We Must Not Think of Ourselves
Acts of resistance take many forms. For the Jews confined in the Warsaw Ghetto by the Nazis in November 1940, conditions are miserable: cramped living quarters, food shortages, mandatory curfews, increasing restrictions, harsh abuses stemming from pure bigotry. But these people are determined to embrace life, even as it becomes clear the world won’t be rescuing them. “It is up to us to write our own history… Deny the Germans the last word,” says organizer Emanuel Ringelblum, in recruiting the narrator of this penetrating novel to his clandestine archival team.
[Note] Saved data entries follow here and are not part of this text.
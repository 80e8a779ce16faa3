//! CommandSynthesizer: turns the symbols of one cycle into bridge packets.
//!
//! # How dedup works (for beginners)
//!
//! The bridge replays every packet it receives.  Sending the same "W is held"
//! report thirty times a second would make the remote machine see key
//! repeat, so the synthesizer remembers what it last delivered in a
//! [`SentState`] and only transmits when something changed:
//!
//! - **Keyboard** – sent when the set of held keys differs from the last
//!   delivered set.  An empty set becomes the all-zero "release" report.
//! - **Mouse** – every mouse action of the cycle is folded into *one* report.
//!   Button changes follow the same change-only rule as the keyboard.  Wheel
//!   and movement actions are *transient*: they only have an effect while
//!   they keep arriving, so a set containing one is sent every cycle.
//!
//! State is only updated after the transport reports success, so a packet
//! lost to a network error is attempted again on the next cycle.

use std::collections::BTreeSet;

use gesture_core::protocol::mouse::MouseReport;
use gesture_core::{encode_keyboard_packet, encode_mouse_packet, HidKeyCode, MouseAction, SymbolTable};
use thiserror::Error;
use tracing::{debug, warn};

/// Maximum number of keys in one keyboard report.
const MAX_KEYS: usize = 8;

// ── Transport seam ────────────────────────────────────────────────────────────

/// Error type for packet delivery.
#[derive(Debug, Error)]
pub enum TransportError {
    #[error("could not resolve bridge address {addr}: {source}")]
    Resolve {
        addr: String,
        #[source]
        source: std::io::Error,
    },

    #[error("bridge address {0} resolved to no socket address")]
    NoAddress(String),

    #[error("connecting to {addr} timed out")]
    Timeout { addr: std::net::SocketAddr },

    #[error("connecting to {addr} failed: {source}")]
    Connect {
        addr: std::net::SocketAddr,
        #[source]
        source: std::io::Error,
    },

    #[error("writing to {addr} failed: {source}")]
    Write {
        addr: std::net::SocketAddr,
        #[source]
        source: std::io::Error,
    },

    #[error("link failure: {0}")]
    Link(String),
}

/// What the transport did with a packet.
#[derive(Debug, Clone, Copy, PartialEq, Eq)]
pub enum Dispatch {
    /// The bytes went out on the wire.
    Sent,
    /// Identical to the last delivered bytes; nothing was sent.
    Suppressed,
}

/// Delivers framed packets to the bridge.
///
/// The infrastructure layer provides the TCP implementation.
pub trait HidTransport: Send {
    /// Sends `bytes` unless they equal the last delivered bytes and
    /// `ignore_cache` is false.
    ///
    /// # Errors
    ///
    /// Returns [`TransportError`] when the bridge could not be reached.
    fn send(&mut self, bytes: &[u8], ignore_cache: bool) -> Result<Dispatch, TransportError>;
}

// ── Synthesizer ───────────────────────────────────────────────────────────────

#[derive(Debug, Clone, Copy, PartialEq, Eq)]
pub enum PacketKind {
    Keyboard,
    Mouse,
}

/// A packet that actually reached the wire.
#[derive(Debug, Clone, PartialEq, Eq)]
pub struct SentPacket {
    pub kind: PacketKind,
    pub bytes: Vec<u8>,
}

/// What was last delivered.  `None` means "unknown", which forces the next
/// cycle to send.
#[derive(Debug, Clone, Default, PartialEq, Eq)]
pub struct SentState {
    pub keyboard: Option<BTreeSet<HidKeyCode>>,
    pub mouse: Option<BTreeSet<MouseAction>>,
    pub last_keyboard_packet: Option<Vec<u8>>,
    pub last_mouse_report: MouseReport,
}

/// Owns the dedup state for one processing loop.
#[derive(Debug, Default)]
pub struct CommandSynthesizer {
    table: SymbolTable,
    state: SentState,
}

impl CommandSynthesizer {
    pub fn new() -> Self {
        Self::default()
    }

    pub fn state(&self) -> &SentState {
        &self.state
    }

    /// Forgets everything delivered so far.
    pub fn reset(&mut self) {
        self.state = SentState::default();
    }

    /// Sends whatever `symbols` requires beyond what was already delivered.
    ///
    /// Returns the packets that went out.  Transport errors are logged and
    /// leave the state untouched.
    pub fn synthesize<S: AsRef<str>>(
        &mut self,
        symbols: &[S],
        transport: &mut dyn HidTransport,
    ) -> Vec<SentPacket> {
        let split = self.table.split(symbols);
        let mut sent = Vec::new();

        // Keyboard
        let mut keys: Vec<HidKeyCode> = Vec::with_capacity(MAX_KEYS);
        for key in split.keys {
            if keys.len() == MAX_KEYS {
                debug!("more than {MAX_KEYS} keys active, dropping {key}");
                continue;
            }
            if !keys.contains(&key) {
                keys.push(key);
            }
        }
        let key_set: BTreeSet<HidKeyCode> = keys.iter().copied().collect();
        if self.state.keyboard.as_ref() != Some(&key_set) {
            let bytes = encode_keyboard_packet(&keys);
            if let Some(dispatch) = deliver(transport, &bytes, false) {
                self.state.keyboard = Some(key_set);
                self.state.last_keyboard_packet = Some(bytes.clone());
                if dispatch == Dispatch::Sent {
                    sent.push(SentPacket {
                        kind: PacketKind::Keyboard,
                        bytes,
                    });
                }
            }
        }

        // Mouse
        let mouse_set: BTreeSet<MouseAction> = split.mouse.into_iter().collect();
        let transient = mouse_set.iter().any(|a| a.is_transient());
        let changed = self.state.mouse.as_ref() != Some(&mouse_set);
        if transient || changed {
            if mouse_set.is_empty() && !self.state.last_mouse_report.holds_button() {
                // Nothing held and nothing moving: the bridge is already idle.
                self.state.mouse = Some(mouse_set);
            } else {
                let actions: Vec<MouseAction> = mouse_set.iter().copied().collect();
                let report = MouseReport::combine(&actions);
                let bytes = encode_mouse_packet(&report);
                if let Some(dispatch) = deliver(transport, &bytes, transient) {
                    self.state.mouse = Some(mouse_set);
                    self.state.last_mouse_report = report;
                    if dispatch == Dispatch::Sent {
                        sent.push(SentPacket {
                            kind: PacketKind::Mouse,
                            bytes,
                        });
                    }
                }
            }
        }

        sent
    }

    /// Releases every key, and the mouse buttons if one was held, bypassing
    /// both dedup layers.
    pub fn stop(&mut self, transport: &mut dyn HidTransport) -> Vec<SentPacket> {
        let release_mouse = self.state.last_mouse_report.holds_button();
        self.release(transport, release_mouse)
    }

    /// Like [`CommandSynthesizer::stop`] but always sends the neutral mouse
    /// report, for when the bridge state is unknown.
    pub fn release_all(&mut self, transport: &mut dyn HidTransport) -> Vec<SentPacket> {
        self.release(transport, true)
    }

    fn release(&mut self, transport: &mut dyn HidTransport, release_mouse: bool) -> Vec<SentPacket> {
        let mut sent = Vec::new();

        let bytes = encode_keyboard_packet(&[]);
        match deliver(transport, &bytes, true) {
            Some(_) => {
                self.state.keyboard = Some(BTreeSet::new());
                self.state.last_keyboard_packet = Some(bytes.clone());
                sent.push(SentPacket {
                    kind: PacketKind::Keyboard,
                    bytes,
                });
            }
            None => self.state.keyboard = None,
        }

        if release_mouse {
            let report = MouseReport::neutral();
            let bytes = encode_mouse_packet(&report);
            match deliver(transport, &bytes, true) {
                Some(_) => {
                    self.state.mouse = Some(BTreeSet::new());
                    self.state.last_mouse_report = report;
                    sent.push(SentPacket {
                        kind: PacketKind::Mouse,
                        bytes,
                    });
                }
                None => self.state.mouse = None,
            }
        }

        sent
    }
}

fn deliver(transport: &mut dyn HidTransport, bytes: &[u8], ignore_cache: bool) -> Option<Dispatch> {
    match transport.send(bytes, ignore_cache) {
        Ok(dispatch) => Some(dispatch),
        Err(e) => {
            warn!("packet not delivered: {e}");
            None
        }
    }
}

// ── Tests ─────────────────────────────────────────────────────────────────────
As a recorder for the Oneg Shabbat (“joy of the Sabbath”) project, Adam Paskow, a 42-year-old widower, agrees to interview his fellow Jews about their daily lives and histories, whatever they witness in the ghetto and choose to reveal. Adam, an English teacher who continues his classes in the basement of a destroyed cinema, is an affable fellow. Having been surprised into sharing a small apartment with two families, he finds his interviewees close by. The children’s accounts are simultaneously poignant and delightful. While young boys smuggle food in from the outside, keeping their families alive, they remain amusingly disinterested in adult issues and problems, including Adam’s nosy questions. And through the unavoidable intimacy of their shared living space, Adam grows close to Sala Wiskoff, a married mother of two who’s resourceful, caring, and witty. Still in possession of his late wife’s valuable jewelry, Adam clings to it, realizing its value as a future bargaining chip during desperate times.
The Oneg Shabbat was a real-life documentary project, a unique example of cultural resistance during the Holocaust in Poland. Grodstein movingly re-creates the circumstances behind its creation, capturing the dire atmosphere of the Ghetto and the richly developed, distinctive lives of the people trapped within its walls. Among recent WWII-era fiction, this is a memorable standout.